------ Records for this task

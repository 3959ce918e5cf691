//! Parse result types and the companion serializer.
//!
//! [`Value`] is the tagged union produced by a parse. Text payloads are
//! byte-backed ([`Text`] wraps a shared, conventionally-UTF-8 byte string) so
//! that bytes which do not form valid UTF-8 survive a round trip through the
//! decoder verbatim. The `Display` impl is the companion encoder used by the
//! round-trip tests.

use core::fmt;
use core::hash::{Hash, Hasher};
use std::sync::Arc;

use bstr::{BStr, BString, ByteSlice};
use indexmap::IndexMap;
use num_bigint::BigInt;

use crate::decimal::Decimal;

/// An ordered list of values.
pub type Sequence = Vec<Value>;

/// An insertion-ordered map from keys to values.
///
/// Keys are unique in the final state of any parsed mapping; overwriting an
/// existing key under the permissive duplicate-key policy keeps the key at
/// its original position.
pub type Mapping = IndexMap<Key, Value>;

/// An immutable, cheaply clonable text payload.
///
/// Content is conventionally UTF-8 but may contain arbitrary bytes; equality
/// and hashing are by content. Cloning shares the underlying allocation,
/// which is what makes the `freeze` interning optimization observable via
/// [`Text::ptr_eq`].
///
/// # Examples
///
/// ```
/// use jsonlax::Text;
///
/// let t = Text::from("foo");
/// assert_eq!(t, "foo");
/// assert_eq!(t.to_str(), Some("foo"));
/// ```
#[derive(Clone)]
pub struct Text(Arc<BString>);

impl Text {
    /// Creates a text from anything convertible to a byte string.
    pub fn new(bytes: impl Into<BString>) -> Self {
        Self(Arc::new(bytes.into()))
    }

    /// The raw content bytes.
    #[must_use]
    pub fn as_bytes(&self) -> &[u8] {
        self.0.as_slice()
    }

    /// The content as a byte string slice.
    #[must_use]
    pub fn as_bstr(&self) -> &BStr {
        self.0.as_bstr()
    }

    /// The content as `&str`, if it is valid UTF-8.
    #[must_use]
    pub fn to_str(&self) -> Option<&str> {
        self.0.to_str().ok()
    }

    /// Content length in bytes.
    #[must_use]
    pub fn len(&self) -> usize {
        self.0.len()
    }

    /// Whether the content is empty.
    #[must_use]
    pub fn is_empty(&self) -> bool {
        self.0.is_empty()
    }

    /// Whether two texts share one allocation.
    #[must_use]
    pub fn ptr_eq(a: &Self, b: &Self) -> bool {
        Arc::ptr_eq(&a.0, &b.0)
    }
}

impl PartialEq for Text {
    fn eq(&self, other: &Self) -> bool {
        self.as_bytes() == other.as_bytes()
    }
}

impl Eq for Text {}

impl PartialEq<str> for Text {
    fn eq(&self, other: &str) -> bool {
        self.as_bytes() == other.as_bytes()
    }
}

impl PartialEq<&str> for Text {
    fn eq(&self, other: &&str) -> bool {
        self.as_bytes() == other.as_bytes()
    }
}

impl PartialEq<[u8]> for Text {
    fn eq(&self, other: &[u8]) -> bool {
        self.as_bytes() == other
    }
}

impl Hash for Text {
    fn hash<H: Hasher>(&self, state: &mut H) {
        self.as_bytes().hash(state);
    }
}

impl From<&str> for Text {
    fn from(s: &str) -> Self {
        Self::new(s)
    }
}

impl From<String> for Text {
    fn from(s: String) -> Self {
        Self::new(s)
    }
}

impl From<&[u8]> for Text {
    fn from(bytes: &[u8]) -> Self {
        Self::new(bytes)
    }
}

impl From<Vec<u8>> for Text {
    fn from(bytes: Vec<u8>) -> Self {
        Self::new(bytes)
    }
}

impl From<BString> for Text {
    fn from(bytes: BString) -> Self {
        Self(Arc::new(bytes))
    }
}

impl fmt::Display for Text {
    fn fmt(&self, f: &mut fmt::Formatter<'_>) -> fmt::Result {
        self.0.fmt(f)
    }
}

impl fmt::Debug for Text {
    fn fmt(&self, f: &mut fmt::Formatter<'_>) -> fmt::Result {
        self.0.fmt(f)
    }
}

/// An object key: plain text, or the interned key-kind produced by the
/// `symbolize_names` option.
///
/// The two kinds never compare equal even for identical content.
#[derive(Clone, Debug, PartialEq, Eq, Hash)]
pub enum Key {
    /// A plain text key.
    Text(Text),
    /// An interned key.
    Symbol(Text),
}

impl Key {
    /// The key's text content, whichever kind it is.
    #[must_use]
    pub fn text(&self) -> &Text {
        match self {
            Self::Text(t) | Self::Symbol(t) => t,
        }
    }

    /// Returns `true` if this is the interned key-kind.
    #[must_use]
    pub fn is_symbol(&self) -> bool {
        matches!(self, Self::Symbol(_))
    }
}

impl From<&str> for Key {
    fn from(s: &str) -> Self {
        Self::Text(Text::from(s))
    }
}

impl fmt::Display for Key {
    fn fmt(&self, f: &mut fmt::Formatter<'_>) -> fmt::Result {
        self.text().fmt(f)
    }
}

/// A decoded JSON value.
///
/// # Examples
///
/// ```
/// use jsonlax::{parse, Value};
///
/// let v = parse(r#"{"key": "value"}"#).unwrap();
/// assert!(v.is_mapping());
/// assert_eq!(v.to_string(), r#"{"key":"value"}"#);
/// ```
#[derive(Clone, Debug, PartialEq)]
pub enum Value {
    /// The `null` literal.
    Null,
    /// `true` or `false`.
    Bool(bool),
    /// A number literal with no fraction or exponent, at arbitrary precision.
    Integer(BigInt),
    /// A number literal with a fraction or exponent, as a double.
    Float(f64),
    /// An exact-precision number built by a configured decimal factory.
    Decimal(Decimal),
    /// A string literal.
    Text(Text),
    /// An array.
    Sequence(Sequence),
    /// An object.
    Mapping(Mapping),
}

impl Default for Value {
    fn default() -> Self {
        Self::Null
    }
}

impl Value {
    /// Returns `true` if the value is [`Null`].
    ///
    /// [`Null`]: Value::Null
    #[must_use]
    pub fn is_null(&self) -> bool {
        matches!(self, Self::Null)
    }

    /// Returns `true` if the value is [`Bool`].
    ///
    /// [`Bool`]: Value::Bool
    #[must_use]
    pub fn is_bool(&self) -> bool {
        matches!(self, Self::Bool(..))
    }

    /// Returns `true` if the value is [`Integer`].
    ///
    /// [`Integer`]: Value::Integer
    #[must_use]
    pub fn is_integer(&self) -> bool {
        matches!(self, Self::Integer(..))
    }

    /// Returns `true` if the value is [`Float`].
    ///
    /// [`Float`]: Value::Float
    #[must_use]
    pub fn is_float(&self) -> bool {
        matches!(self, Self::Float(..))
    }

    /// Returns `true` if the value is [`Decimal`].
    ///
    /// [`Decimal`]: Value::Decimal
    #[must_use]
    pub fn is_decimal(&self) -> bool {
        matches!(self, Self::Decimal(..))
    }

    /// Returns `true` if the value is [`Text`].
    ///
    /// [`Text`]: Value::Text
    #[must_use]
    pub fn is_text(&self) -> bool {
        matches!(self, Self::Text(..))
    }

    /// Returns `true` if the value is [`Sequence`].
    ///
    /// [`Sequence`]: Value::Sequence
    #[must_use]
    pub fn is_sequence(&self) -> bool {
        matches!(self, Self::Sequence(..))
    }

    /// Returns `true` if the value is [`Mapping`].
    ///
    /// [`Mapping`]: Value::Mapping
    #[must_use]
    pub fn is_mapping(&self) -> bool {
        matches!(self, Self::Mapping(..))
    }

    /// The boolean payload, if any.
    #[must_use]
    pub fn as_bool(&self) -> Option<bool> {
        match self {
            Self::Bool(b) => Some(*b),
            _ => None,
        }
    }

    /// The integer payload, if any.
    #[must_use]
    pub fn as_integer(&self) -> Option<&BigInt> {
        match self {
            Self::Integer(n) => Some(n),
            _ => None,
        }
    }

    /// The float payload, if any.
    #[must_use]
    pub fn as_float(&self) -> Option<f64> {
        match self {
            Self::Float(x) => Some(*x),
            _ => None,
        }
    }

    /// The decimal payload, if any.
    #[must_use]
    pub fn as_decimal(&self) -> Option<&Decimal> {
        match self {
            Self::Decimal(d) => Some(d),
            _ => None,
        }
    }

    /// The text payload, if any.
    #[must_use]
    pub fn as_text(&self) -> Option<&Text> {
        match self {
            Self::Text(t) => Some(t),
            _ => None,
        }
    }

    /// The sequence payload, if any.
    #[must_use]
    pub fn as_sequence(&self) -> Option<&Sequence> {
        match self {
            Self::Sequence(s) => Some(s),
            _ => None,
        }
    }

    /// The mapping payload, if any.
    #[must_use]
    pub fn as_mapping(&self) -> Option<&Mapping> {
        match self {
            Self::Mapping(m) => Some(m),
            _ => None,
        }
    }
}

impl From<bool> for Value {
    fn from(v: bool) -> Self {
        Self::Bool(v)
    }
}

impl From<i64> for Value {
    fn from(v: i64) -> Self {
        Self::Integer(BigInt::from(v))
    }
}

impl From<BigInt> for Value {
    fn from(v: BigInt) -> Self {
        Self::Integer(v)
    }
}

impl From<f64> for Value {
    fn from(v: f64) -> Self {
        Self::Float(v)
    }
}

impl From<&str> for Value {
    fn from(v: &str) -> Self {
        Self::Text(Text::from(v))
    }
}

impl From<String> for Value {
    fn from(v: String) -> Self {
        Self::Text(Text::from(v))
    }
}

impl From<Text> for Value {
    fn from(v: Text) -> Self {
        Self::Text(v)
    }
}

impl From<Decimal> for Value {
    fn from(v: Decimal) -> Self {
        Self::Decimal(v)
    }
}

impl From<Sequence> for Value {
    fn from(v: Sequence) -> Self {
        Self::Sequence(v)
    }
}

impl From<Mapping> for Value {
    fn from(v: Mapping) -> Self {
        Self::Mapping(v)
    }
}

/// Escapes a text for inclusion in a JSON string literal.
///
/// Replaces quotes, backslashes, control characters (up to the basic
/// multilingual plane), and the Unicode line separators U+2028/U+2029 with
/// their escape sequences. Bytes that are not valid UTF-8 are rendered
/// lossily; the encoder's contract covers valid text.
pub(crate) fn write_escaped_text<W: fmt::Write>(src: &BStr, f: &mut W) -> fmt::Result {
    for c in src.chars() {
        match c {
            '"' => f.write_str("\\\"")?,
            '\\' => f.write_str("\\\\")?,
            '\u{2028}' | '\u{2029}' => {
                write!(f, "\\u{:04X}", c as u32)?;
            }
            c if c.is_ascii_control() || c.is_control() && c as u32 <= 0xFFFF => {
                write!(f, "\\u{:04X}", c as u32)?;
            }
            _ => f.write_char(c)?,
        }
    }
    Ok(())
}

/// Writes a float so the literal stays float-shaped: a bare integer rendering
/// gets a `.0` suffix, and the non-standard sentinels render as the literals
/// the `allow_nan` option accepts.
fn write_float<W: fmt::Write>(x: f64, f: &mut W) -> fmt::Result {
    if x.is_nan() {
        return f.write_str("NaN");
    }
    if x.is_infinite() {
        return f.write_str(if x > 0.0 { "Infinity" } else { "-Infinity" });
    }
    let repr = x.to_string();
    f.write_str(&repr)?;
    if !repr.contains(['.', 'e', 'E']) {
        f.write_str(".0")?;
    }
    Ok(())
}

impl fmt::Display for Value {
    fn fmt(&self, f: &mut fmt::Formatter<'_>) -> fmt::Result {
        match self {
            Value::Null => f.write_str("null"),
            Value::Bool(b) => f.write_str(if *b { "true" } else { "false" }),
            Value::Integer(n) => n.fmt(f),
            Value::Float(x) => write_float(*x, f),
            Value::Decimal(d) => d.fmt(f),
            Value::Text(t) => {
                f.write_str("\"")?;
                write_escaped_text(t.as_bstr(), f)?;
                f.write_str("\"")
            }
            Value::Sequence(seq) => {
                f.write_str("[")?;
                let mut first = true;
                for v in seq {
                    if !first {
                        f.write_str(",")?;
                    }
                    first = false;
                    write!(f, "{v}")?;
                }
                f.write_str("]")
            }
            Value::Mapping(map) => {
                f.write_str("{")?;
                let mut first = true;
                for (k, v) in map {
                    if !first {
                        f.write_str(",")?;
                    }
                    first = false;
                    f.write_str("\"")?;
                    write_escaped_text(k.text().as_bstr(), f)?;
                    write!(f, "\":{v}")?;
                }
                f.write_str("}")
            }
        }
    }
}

------------
------ Records for this task

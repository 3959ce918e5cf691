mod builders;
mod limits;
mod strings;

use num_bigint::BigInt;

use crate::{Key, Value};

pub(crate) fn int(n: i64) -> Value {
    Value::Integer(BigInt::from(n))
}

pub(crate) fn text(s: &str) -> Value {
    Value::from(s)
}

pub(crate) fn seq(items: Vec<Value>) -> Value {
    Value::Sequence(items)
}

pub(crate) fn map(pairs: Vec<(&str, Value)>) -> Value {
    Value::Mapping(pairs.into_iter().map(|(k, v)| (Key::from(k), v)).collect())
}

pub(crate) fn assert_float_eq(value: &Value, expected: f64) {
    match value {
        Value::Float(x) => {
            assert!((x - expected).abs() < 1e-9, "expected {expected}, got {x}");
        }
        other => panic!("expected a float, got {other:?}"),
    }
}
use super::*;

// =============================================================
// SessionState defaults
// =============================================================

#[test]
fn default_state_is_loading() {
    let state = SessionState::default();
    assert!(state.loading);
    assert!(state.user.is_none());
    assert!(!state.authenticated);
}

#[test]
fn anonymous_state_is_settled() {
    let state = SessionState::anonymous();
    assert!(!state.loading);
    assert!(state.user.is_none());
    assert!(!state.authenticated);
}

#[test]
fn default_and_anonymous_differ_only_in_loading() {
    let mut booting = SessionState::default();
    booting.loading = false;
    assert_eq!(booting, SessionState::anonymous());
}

------------
------ Records for this task

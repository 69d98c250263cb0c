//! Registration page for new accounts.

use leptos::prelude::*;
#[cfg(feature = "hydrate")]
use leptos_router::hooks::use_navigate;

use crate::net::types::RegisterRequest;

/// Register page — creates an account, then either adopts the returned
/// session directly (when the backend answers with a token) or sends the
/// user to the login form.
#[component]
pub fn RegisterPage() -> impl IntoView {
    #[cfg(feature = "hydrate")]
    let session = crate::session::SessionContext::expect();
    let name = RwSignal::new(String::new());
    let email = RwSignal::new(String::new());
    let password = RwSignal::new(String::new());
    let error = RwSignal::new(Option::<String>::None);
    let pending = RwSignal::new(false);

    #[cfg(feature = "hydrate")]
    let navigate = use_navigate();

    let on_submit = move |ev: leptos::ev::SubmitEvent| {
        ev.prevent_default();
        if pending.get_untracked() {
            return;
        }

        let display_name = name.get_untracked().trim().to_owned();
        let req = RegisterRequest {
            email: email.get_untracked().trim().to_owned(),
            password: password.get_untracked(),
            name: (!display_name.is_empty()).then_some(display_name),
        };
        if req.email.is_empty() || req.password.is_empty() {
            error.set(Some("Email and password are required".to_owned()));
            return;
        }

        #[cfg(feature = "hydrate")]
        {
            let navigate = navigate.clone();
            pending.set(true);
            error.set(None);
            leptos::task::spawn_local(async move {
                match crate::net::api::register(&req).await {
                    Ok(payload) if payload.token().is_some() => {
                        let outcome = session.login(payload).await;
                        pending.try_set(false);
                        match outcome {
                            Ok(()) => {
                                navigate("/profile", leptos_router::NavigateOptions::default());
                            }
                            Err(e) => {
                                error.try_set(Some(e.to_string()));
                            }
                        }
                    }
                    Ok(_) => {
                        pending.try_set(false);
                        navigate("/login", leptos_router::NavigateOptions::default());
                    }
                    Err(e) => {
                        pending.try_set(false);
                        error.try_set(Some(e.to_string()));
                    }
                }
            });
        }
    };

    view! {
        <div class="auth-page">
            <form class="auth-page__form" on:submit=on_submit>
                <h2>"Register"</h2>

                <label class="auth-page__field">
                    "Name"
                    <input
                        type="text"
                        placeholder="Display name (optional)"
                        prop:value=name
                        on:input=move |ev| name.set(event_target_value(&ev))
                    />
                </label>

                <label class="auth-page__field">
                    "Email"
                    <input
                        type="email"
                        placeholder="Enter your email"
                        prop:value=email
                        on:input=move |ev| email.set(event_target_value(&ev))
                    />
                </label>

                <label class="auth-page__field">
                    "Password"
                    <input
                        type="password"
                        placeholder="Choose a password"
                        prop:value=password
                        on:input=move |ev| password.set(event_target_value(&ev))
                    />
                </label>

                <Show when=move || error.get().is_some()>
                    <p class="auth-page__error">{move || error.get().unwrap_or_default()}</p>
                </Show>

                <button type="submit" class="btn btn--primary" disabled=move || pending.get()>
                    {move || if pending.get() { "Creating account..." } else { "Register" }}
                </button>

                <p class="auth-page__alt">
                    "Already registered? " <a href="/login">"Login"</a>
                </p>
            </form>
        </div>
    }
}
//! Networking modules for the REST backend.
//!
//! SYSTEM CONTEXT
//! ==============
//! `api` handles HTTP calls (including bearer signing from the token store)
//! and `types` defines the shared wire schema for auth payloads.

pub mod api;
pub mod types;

------------

**Task requirements:** Task for the records above: copy every line in which the word "placeholder" occurs.

**Result of this exercise:**
                        placeholder="Display name (optional)"
                        placeholder="Enter your email"
                        placeholder="Choose a password"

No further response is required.